延伸阅读：柳叶刀：无脉络膜症的基因疗法。

生物通推荐原文摘要：
Gene Therapy in Patient-specific Stem Cell Lines and a Preclinical Model of Retinitis Pigmentosa With Membrane Frizzled-related Protein Defects
Abstract：Defects in Membrane Frizzled-related Protein (MFRP) cause autosomal recessive retinitis pigmentosa (RP). MFRP codes for a retinal pigment epithelium (RPE)-specific membrane receptor of unknown function.
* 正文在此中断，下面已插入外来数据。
//! In-memory devices for tests and the simulation build.
//!
//! Every simulated device is a cheap handle over shared state: clone it before
//! handing it to the orchestrator and keep the clone to drive inputs or
//! inspect outputs.

use std::cell::RefCell;
use std::rc::Rc;

use rover_traits::{
    Actuator, ConnectionEvent, ConnectionListener, DynError, Feedback, InputHub, InputSource,
};

use crate::error::HwError;

#[derive(Debug, Clone, Copy, PartialEq, Eq)]
pub enum Button {
    A,
    B,
    X,
    Y,
}

#[derive(Debug, Clone, Copy, Default)]
struct PadState {
    connected: bool,
    /// Link state last reported to the listener.
    reported: bool,
    axis_x: i32,
    axis_y: i32,
    throttle: i32,
    a: bool,
    b: bool,
    x: bool,
    y: bool,
}

/// Scriptable gamepad living in one hub slot.
#[derive(Debug, Clone, Default)]
pub struct SimulatedGamepad {
    state: Rc<RefCell<PadState>>,
}

impl SimulatedGamepad {
    pub fn new() -> Self {
        Self::default()
    }

    /// Pair the pad; the hub reports it on its next poll.
    pub fn connect(&self) {
        self.state.borrow_mut().connected = true;
    }

    /// Unpair the pad; the hub reports it on its next poll.
    pub fn disconnect(&self) {
        self.state.borrow_mut().connected = false;
    }

    /// Lose the link without any notification, as a radio dropout would.
    pub fn drop_silently(&self) {
        let mut s = self.state.borrow_mut();
        s.connected = false;
        s.reported = false;
    }

    pub fn set_stick(&self, x: i32, y: i32) {
        let mut s = self.state.borrow_mut();
        s.axis_x = x;
        s.axis_y = y;
    }

    pub fn set_throttle(&self, throttle: i32) {
        self.state.borrow_mut().throttle = throttle;
    }

    pub fn set_button(&self, button: Button, pressed: bool) {
        let mut s = self.state.borrow_mut();
        match button {
            Button::A => s.a = pressed,
            Button::B => s.b = pressed,
            Button::X => s.x = pressed,
            Button::Y => s.y = pressed,
        }
    }

    pub fn press(&self, button: Button) {
        self.set_button(button, true);
    }

    pub fn release(&self, button: Button) {
        self.set_button(button, false);
    }

    /// Centre the sticks, zero the trigger and release every button.
    pub fn neutral(&self) {
        let mut s = self.state.borrow_mut();
        s.axis_x = 0;
        s.axis_y = 0;
        s.throttle = 0;
        s.a = false;
        s.b = false;
        s.x = false;
        s.y = false;
    }
}

impl InputSource for SimulatedGamepad {
    fn is_connected(&self) -> bool {
        self.state.borrow().connected
    }
    fn axis_x(&self) -> i32 {
        self.state.borrow().axis_x
    }
    fn axis_y(&self) -> i32 {
        self.state.borrow().axis_y
    }
    fn throttle(&self) -> i32 {
        self.state.borrow().throttle
    }
    fn button_a(&self) -> bool {
        self.state.borrow().a
    }
    fn button_b(&self) -> bool {
        self.state.borrow().b
    }
    fn button_x(&self) -> bool {
        self.state.borrow().x
    }
    fn button_y(&self) -> bool {
        self.state.borrow().y
    }
}

/// Fixed set of simulated pads; raises link notifications on `poll`.
pub struct SimulatedHub {
    pads: Vec<SimulatedGamepad>,
    listener: Option<Box<dyn ConnectionListener>>,
}

impl SimulatedHub {
    /// A hub with `slots` disconnected pads.
    pub fn new(slots: usize) -> Self {
        Self {
            pads: (0..slots).map(|_| SimulatedGamepad::new()).collect(),
            listener: None,
        }
    }

    /// Handle to the pad in `slot`.
    pub fn pad(&self, slot: usize) -> Option<SimulatedGamepad> {
        self.pads.get(slot).cloned()
    }
}

impl InputHub for SimulatedHub {
    fn register(&mut self, listener: Box<dyn ConnectionListener>) {
        self.listener = Some(listener);
    }

    fn poll(&mut self) -> Result<(), DynError> {
        for (slot, pad) in self.pads.iter().enumerate() {
            let event = {
                let mut s = pad.state.borrow_mut();
                if s.connected == s.reported {
                    continue;
                }
                s.reported = s.connected;
                if s.connected {
                    ConnectionEvent::Connected { slot }
                } else {
                    ConnectionEvent::Disconnected { slot }
                }
            };
            tracing::debug!(?event, "simulated link change");
            if let Some(listener) = &self.listener {
                listener.notify(event);
            }
        }
        Ok(())
    }

    fn slot_count(&self) -> usize {
        self.pads.len()
    }

    fn source(&self, slot: usize) -> Option<&dyn InputSource> {
        self.pads.get(slot).map(|p| p as &dyn InputSource)
    }
}

/// Per-side drive state, as last written to the simulated H-bridge.
#[derive(Debug, Clone, Copy, PartialEq, Eq)]
pub struct MotorState {
    pub speed: u8,
    pub forward: bool,
    pub enabled: bool,
}

impl MotorState {
    pub const STOPPED: Self = Self {
        speed: 0,
        forward: true,
        enabled: false,
    };
}

#[derive(Debug, Clone)]
struct ActuatorState {
    left: MotorState,
    right: MotorState,
    motors_enabled: bool,
    set_calls: u64,
    stop_calls: u64,
    fail_next_set: Option<String>,
}

/// Drive stage that records what it was told.
#[derive(Debug, Clone)]
pub struct SimulatedActuator {
    state: Rc<RefCell<ActuatorState>>,
}

impl Default for SimulatedActuator {
    fn default() -> Self {
        Self::new()
    }
}

impl SimulatedActuator {
    /// Starts stopped and disabled, like an H-bridge at power-on.
    pub fn new() -> Self {
        Self {
            state: Rc::new(RefCell::new(ActuatorState {
                left: MotorState::STOPPED,
                right: MotorState::STOPPED,
                motors_enabled: false,
                set_calls: 0,
                stop_calls: 0,
                fail_next_set: None,
            })),
        }
    }

    pub fn left(&self) -> MotorState {
        self.state.borrow().left
    }

    pub fn right(&self) -> MotorState {
        self.state.borrow().right
    }

    pub fn motors_enabled(&self) -> bool {
        self.state.borrow().motors_enabled
    }

    pub fn set_calls(&self) -> u64 {
        self.state.borrow().set_calls
    }

    pub fn stop_calls(&self) -> u64 {
        self.state.borrow().stop_calls
    }

    /// Make the next `set_both_motors` fail with a PWM error.
    pub fn fail_next_set(&self, msg: impl Into<String>) {
        self.state.borrow_mut().fail_next_set = Some(msg.into());
    }
}

impl Actuator for SimulatedActuator {
    fn set_both_motors(
        &mut self,
        left_speed: u8,
        left_forward: bool,
        right_speed: u8,
        right_forward: bool,
    ) -> Result<(), DynError> {
        let mut s = self.state.borrow_mut();
        s.set_calls += 1;
        if let Some(msg) = s.fail_next_set.take() {
            return Err(Box::new(HwError::Pwm(msg)));
        }
        if !s.motors_enabled {
            tracing::trace!("motors disabled; drive command ignored");
            return Ok(());
        }
        s.left = MotorState {
            speed: left_speed,
            forward: left_forward,
            enabled: left_speed > 0,
        };
        s.right = MotorState {
            speed: right_speed,
            forward: right_forward,
            enabled: right_speed > 0,
        };
        Ok(())
    }

    fn stop_all_motors(&mut self) -> Result<(), DynError> {
        let mut s = self.state.borrow_mut();
        s.stop_calls += 1;
        s.left = MotorState::STOPPED;
        s.right = MotorState::STOPPED;
        Ok(())
    }

    fn enable_motors(&mut self, enable: bool) -> Result<(), DynError> {
        let mut s = self.state.borrow_mut();
        s.motors_enabled = enable;
        if !enable {
            s.left = MotorState::STOPPED;
            s.right = MotorState::STOPPED;
        }
        Ok(())
    }
}

#[derive(Debug, Clone, Default)]
struct FeedbackState {
    tones: Vec<(u32, u32)>,
    light: bool,
    status_led: bool,
    serviced_at: Option<u64>,
}

/// Feedback device that logs and records every request.
#[derive(Debug, Clone, Default)]
pub struct SimulatedFeedback {
    state: Rc<RefCell<FeedbackState>>,
}

impl SimulatedFeedback {
    pub fn new() -> Self {
        Self::default()
    }

    /// Every tone played so far as `(frequency_hz, duration_ms)`.
    pub fn tones(&self) -> Vec<(u32, u32)> {
        self.state.borrow().tones.clone()
    }

    pub fn clear_tones(&self) {
        self.state.borrow_mut().tones.clear();
    }

    pub fn light(&self) -> bool {
        self.state.borrow().light
    }

    pub fn status_led(&self) -> bool {
        self.state.borrow().status_led
    }

    pub fn serviced_at(&self) -> Option<u64> {
        self.state.borrow().serviced_at
    }
}

impl Feedback for SimulatedFeedback {
    fn play_tone(&mut self, frequency_hz: u32, duration_ms: u32) {
        tracing::debug!(frequency_hz, duration_ms, "tone (simulated)");
        self.state.borrow_mut().tones.push((frequency_hz, duration_ms));
    }

    fn toggle_light(&mut self) {
        let mut s = self.state.borrow_mut();
        s.light = !s.light;
        tracing::debug!(on = s.light, "light (simulated)");
    }

    fn set_status_led(&mut self, on: bool) {
        self.state.borrow_mut().status_led = on;
    }

    fn service(&mut self, now_ms: u64) {
        self.state.borrow_mut().serviced_at = Some(now_ms);
    }
}
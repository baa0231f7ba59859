//! Real-time scheduling helpers (Linux SCHED_FIFO / affinity / mlockall).

use crate::cli::RtOpts;
#[cfg(target_os = "linux")]
use crate::cli::RtLock;

#[cfg(target_os = "linux")]
fn last_os_error(call: &str) -> eyre::Report {
    eyre::eyre!("{call} failed: {}", std::io::Error::last_os_error())
}

#[cfg(target_os = "linux")]
fn lock_memory(lock: RtLock) -> eyre::Result<()> {
    let flags = match lock {
        RtLock::None => return Ok(()),
        RtLock::Current => libc::MCL_CURRENT,
        RtLock::All => libc::MCL_CURRENT | libc::MCL_FUTURE,
    };
    // SAFETY: mlockall only changes paging policy for this process.
    let rc = unsafe { libc::mlockall(flags) };
    if rc != 0 {
        return Err(last_os_error("mlockall")
            .wrap_err("needs CAP_IPC_LOCK (or root) and a sufficient 'ulimit -l'"));
    }
    Ok(())
}

#[cfg(target_os = "linux")]
fn fifo_priority(prio: Option<i32>) -> eyre::Result<i32> {
    // SAFETY: plain queries of the scheduler limits.
    let (min, max) = unsafe {
        (
            libc::sched_get_priority_min(libc::SCHED_FIFO),
            libc::sched_get_priority_max(libc::SCHED_FIFO),
        )
    };
    let (min, max) = if min < 0 || max < 0 { (1, 99) } else { (min, max) };
    let param = libc::sched_param {
        sched_priority: prio.unwrap_or(max).clamp(min, max),
    };
    // SAFETY: `param` outlives the call; pid 0 is the calling process.
    let rc = unsafe { libc::sched_setscheduler(0, libc::SCHED_FIFO, &param) };
    if rc != 0 {
        return Err(last_os_error("sched_setscheduler").wrap_err("needs CAP_SYS_NICE or root"));
    }
    Ok(param.sched_priority)
}

#[cfg(target_os = "linux")]
fn pin_cpu(cpu: usize) -> eyre::Result<()> {
    let capacity = std::mem::size_of::<libc::cpu_set_t>() * 8;
    if cpu >= capacity {
        eyre::bail!("requested CPU {cpu} exceeds cpu_set_t capacity {capacity}");
    }
    // SAFETY: cpu_set_t is plain data; the CPU_* helpers stay within `capacity`.
    unsafe {
        let mut allowed: libc::cpu_set_t = std::mem::zeroed();
        if libc::sched_getaffinity(0, std::mem::size_of::<libc::cpu_set_t>(), &mut allowed) != 0 {
            return Err(last_os_error("sched_getaffinity"));
        }
        if !libc::CPU_ISSET(cpu, &allowed) {
            eyre::bail!("CPU {cpu} not permitted by current affinity mask");
        }
        let mut desired: libc::cpu_set_t = std::mem::zeroed();
        libc::CPU_ZERO(&mut desired);
        libc::CPU_SET(cpu, &mut desired);
        if libc::sched_setaffinity(0, std::mem::size_of::<libc::cpu_set_t>(), &desired) != 0 {
            return Err(last_os_error("sched_setaffinity"));
        }
    }
    Ok(())
}

/// Apply real-time settings once per process. Failures are warnings; the
/// control loop still runs without them.
#[cfg(target_os = "linux")]
pub fn setup_rt_once(opts: RtOpts) {
    use std::sync::OnceLock;
    static RT_ONCE: OnceLock<()> = OnceLock::new();

    if !opts.enabled {
        return;
    }
    RT_ONCE.get_or_init(|| {
        match lock_memory(opts.lock) {
            Ok(()) => tracing::info!(lock = ?opts.lock, "rt: memory lock applied"),
            Err(e) => tracing::warn!(error = %format!("{e:#}"), "rt: mlockall not applied"),
        }
        match fifo_priority(opts.prio) {
            Ok(prio) => tracing::info!(prio, "rt: SCHED_FIFO"),
            Err(e) => tracing::warn!(error = %format!("{e:#}"), "rt: SCHED_FIFO not applied"),
        }
        let cpu = opts.cpu.unwrap_or(0);
        match pin_cpu(cpu) {
            Ok(()) => tracing::info!(cpu, "rt: pinned"),
            Err(e) => tracing::warn!(error = %e, "rt: affinity not applied"),
        }
    });
}

#[cfg(not(target_os = "linux"))]
pub fn setup_rt_once(opts: RtOpts) {
    if opts.enabled {
        tracing::warn!("rt: real-time mode is only supported on Linux; ignoring --rt");
    }
}
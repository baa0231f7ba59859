//! Configuration types for the control core.
//!
//! These are the runtime configuration structs used by `TickOrchestrator`.
//! They are separate from the TOML-deserialized config in `rover_config`.

/// Hard ceiling for a motor speed magnitude (8-bit PWM duty).
pub const SPEED_CEILING: i32 = 255;
/// Full-scale stick deflection in either direction.
pub const AXIS_FULL_SCALE: i32 = 512;
/// Full-scale throttle trigger reading.
pub const TRIGGER_FULL_SCALE: i32 = 1023;

/// Input-to-motor transform tunables.
#[derive(Debug, Clone, Copy, PartialEq, Eq)]
pub struct TransformCfg {
    /// Stick magnitudes strictly below this are treated as centred.
    pub deadzone: i32,
    /// Base speed at zero throttle once the stick is out of the deadzone.
    pub min_speed: i32,
    /// Base speed at full throttle; also the output clamp.
    pub max_speed: i32,
}

impl Default for TransformCfg {
    fn default() -> Self {
        Self {
            deadzone: 10,
            min_speed: 50,
            max_speed: 255,
        }
    }
}

/// Safety interlock configuration.
#[derive(Debug, Clone, Copy, PartialEq, Eq)]
pub struct SafetyCfg {
    /// Inactivity window before a connected controller is considered lost.
    pub watchdog_timeout_ms: u64,
}

impl Default for SafetyCfg {
    fn default() -> Self {
        Self {
            watchdog_timeout_ms: 2_000,
        }
    }
}

/// Control loop pacing.
#[derive(Debug, Clone, Copy, PartialEq, Eq)]
pub struct LoopCfg {
    /// Control cycles per second.
    pub tick_hz: u32,
}

impl Default for LoopCfg {
    fn default() -> Self {
        Self { tick_hz: 100 }
    }
}
//! Paced control loop around `TickOrchestrator::tick`.
//!
//! The runner owns time: it derives `now_ms` from the injected [`Clock`],
//! sleeps out the remainder of each period and stops on a shutdown flag or
//! tick budget. Actuator faults inside a tick are counted, not fatal. Motors
//! are stopped and disabled on every exit path.

use std::sync::atomic::{AtomicBool, Ordering};
use std::time::Duration;

use rover_traits::clock::Clock;
use rover_traits::{Actuator, Feedback, InputHub};

use crate::config::LoopCfg;
use crate::error::Result;
use crate::orchestrator::TickOrchestrator;

/// Parameters for a single `run` invocation.
#[derive(Debug, Clone, Copy, Default)]
pub struct RunParams {
    pub loop_cfg: LoopCfg,
    /// Stop after this many ticks; `None` runs until shutdown.
    pub max_ticks: Option<u64>,
}

/// Loop latency statistics, in microseconds.
#[derive(Debug, Clone, Copy, Default, PartialEq)]
pub struct LoopStats {
    pub ticks: u64,
    pub period_us: u64,
    pub min_us: u64,
    pub max_us: u64,
    pub total_us: u64,
    pub missed_deadlines: u64,
    /// Drive commands the actuator rejected; the loop keeps running through them.
    pub actuator_faults: u64,
}

impl LoopStats {
    fn new(period_us: u64) -> Self {
        Self {
            period_us,
            min_us: u64::MAX,
            ..Self::default()
        }
    }

    #[inline]
    fn record(&mut self, latency_us: u64) {
        self.ticks = self.ticks.saturating_add(1);
        self.min_us = self.min_us.min(latency_us);
        self.max_us = self.max_us.max(latency_us);
        self.total_us = self.total_us.saturating_add(latency_us);
        if latency_us > self.period_us {
            self.missed_deadlines = self.missed_deadlines.saturating_add(1);
        }
    }

    pub fn avg_us(&self) -> f64 {
        if self.ticks == 0 {
            0.0
        } else {
            self.total_us as f64 / self.ticks as f64
        }
    }

    /// `min_us` reads as 0 until the first tick is recorded.
    pub fn min_or_zero(&self) -> u64 {
        if self.ticks == 0 { 0 } else { self.min_us }
    }
}

/// Run the control loop until `shutdown` is raised or the tick budget is spent.
pub fn run<H, A, F>(
    rover: &mut TickOrchestrator<H, A, F>,
    clock: &dyn Clock,
    params: RunParams,
    shutdown: &AtomicBool,
) -> Result<LoopStats>
where
    H: InputHub,
    A: Actuator,
    F: Feedback,
{
    let period_us = crate::util::period_us(params.loop_cfg.tick_hz);
    let period = Duration::from_micros(period_us);
    let mut stats = LoopStats::new(period_us);

    let epoch = clock.now();
    rover.begin(0)?;
    tracing::info!(
        tick_hz = params.loop_cfg.tick_hz,
        max_ticks = ?params.max_ticks,
        "control loop start"
    );

    loop {
        if shutdown.load(Ordering::Relaxed) {
            tracing::info!("shutdown requested");
            break;
        }
        if params.max_ticks.is_some_and(|max| stats.ticks >= max) {
            break;
        }

        let t_start = clock.now();
        let now_ms = clock.ms_since(epoch);
        let report = match rover.tick(now_ms) {
            Ok(report) => report,
            Err(e) => {
                tracing::error!(error = %e, "control tick failed");
                if let Err(stop_err) = rover.shutdown() {
                    tracing::warn!(error = %stop_err, "shutdown after tick failure failed");
                }
                return Err(e);
            }
        };
        stats.actuator_faults = stats.actuator_faults.saturating_add(report.actuator_faults);
        let elapsed = clock.now().saturating_duration_since(t_start);
        stats.record(elapsed.as_micros() as u64);

        if let Some(rest) = period.checked_sub(elapsed) {
            clock.sleep(rest);
        }
    }

    rover.shutdown()?;
    tracing::info!(
        ticks = stats.ticks,
        missed = stats.missed_deadlines,
        actuator_faults = stats.actuator_faults,
        "control loop stopped"
    );
    Ok(stats)
}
In patient-specific induced pluripotent stem (iPS)-derived RPE cells, precise levels of MFRP, and its dicistronic partner CTRP5, are critical to the regulation of actin organization. Overexpression of CTRP5 in naïve human RPE cells phenocopied behavior of MFRP-deficient patient RPE (iPS-RPE) cells. AAV8 (Y733F) vector expressing human MFRP rescued the actin disorganization phenotype and restored apical microvilli in patient-specific iPS-RPE cell lines. As a result, AAV-treated MFRP mutant iPS-RPE recovered pigmentation and transepithelial resistance. The efficacy of AAV-mediated gene therapy was also evaluated in Mfrprd6/Mfrprd6 mice—an established preclinical model of RP—and long-term improvement in visual function was observed in AAV-Mfrp-treated mice. This report is the first to indicate the successful use of human iPS-RPE cells as a recipient for gene therapy. The observed favorable response to gene therapy in both patient-specific cell lines, and the Mfrprd6/Mfrprd6 preclinical model suggests that this form of degeneration caused by MFRP mutations is a potential target for interventional trials.